### Task details
Could you copy every line from the material below in which "under" appears?

BEGIN Supplied records

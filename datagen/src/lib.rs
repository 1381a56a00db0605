// Copyright 2018-2022 Clemens Lutz
//
// Licensed under the Apache License, Version 2.0 (the "License");
// you may not use this file except in compliance with the License.
// You may obtain a copy of the License at
//
//     http://www.apache.org/licenses/LICENSE-2.0
//
// Unless required by applicable law or agreed to in writing, software
// distributed under the License is distributed on an "AS IS" BASIS,
// WITHOUT WARRANTIES OR CONDITIONS OF ANY KIND, either express or implied.
// See the License for the specific language governing permissions and
// limitations under the License.


//! Generators for join workloads.
//!
//! Relations are generated attribute by attribute into slices, and then
//! assembled into tuples of `data_store::Datum` values. Key attributes may
//! contain `NULL` keys, which never match in a join.

pub mod error;
pub mod relation;
pub mod workload;

pub use relation::{KeyAttribute, UniformRelation};
pub use workload::{JoinWorkload, JoinWorkloadBuilder};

END Supplied records

### Written solution
// Licensed under the Apache License, Version 2.0 (the "License");
// distributed under the License is distributed on an "AS IS" BASIS,
// limitations under the License.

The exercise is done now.